### WORK ORDER
List all lines of the data containing the word "impl".

Stored data

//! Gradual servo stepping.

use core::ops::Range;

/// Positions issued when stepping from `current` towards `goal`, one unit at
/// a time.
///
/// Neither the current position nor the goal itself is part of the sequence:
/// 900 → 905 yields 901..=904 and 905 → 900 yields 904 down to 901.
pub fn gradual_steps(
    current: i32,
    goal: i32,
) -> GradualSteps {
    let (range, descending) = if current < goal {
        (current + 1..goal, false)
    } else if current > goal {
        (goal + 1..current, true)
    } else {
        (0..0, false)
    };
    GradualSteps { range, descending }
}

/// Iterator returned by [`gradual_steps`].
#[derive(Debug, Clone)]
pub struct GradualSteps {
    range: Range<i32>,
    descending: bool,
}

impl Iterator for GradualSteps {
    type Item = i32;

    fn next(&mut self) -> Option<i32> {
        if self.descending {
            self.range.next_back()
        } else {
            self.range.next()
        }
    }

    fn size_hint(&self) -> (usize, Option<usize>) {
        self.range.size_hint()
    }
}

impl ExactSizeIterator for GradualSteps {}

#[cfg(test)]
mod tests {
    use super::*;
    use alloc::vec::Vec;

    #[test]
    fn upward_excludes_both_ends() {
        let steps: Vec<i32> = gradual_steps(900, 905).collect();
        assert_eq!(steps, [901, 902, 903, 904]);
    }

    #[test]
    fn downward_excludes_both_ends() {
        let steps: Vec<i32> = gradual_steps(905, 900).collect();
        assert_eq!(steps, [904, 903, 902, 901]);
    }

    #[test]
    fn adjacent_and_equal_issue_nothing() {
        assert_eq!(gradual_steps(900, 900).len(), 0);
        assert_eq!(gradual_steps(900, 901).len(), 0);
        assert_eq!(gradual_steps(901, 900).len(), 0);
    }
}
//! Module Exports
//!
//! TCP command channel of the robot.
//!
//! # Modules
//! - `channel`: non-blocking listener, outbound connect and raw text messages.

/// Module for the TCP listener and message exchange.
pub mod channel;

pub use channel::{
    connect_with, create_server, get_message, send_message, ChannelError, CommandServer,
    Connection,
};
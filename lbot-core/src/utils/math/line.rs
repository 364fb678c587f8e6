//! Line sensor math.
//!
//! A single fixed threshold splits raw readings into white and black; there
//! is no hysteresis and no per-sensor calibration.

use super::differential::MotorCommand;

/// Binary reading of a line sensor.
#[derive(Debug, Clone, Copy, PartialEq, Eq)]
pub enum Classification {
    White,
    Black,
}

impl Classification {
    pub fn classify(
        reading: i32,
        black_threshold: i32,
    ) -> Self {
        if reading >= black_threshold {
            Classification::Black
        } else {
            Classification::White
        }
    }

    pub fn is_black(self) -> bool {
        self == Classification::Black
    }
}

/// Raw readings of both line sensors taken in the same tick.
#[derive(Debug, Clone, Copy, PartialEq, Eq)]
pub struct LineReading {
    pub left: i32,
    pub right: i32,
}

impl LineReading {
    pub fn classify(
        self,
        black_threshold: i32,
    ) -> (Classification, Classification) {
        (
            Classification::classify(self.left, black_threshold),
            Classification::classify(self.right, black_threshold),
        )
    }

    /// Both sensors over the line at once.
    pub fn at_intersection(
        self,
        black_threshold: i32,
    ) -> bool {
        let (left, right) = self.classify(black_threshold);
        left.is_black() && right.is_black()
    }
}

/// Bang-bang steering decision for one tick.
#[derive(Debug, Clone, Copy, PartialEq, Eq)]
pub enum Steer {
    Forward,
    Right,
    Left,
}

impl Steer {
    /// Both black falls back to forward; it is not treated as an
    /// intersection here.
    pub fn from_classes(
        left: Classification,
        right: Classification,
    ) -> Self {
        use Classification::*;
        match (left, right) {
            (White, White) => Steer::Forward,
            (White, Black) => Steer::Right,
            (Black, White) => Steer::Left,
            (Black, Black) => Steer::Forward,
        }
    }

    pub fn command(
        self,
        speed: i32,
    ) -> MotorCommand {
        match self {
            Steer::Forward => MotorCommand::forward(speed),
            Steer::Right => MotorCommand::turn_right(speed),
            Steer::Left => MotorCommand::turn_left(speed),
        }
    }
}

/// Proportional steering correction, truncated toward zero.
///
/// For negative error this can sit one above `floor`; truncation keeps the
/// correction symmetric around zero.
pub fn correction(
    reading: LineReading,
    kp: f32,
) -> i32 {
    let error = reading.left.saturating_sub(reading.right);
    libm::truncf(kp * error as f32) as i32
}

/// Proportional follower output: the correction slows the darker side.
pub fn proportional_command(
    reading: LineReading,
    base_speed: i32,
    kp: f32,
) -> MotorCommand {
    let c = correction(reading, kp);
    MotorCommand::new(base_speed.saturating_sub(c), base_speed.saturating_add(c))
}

### TASK RESPONSE
impl Iterator for GradualSteps {
impl ExactSizeIterator for GradualSteps {}
impl Classification {
impl LineReading {
impl Steer {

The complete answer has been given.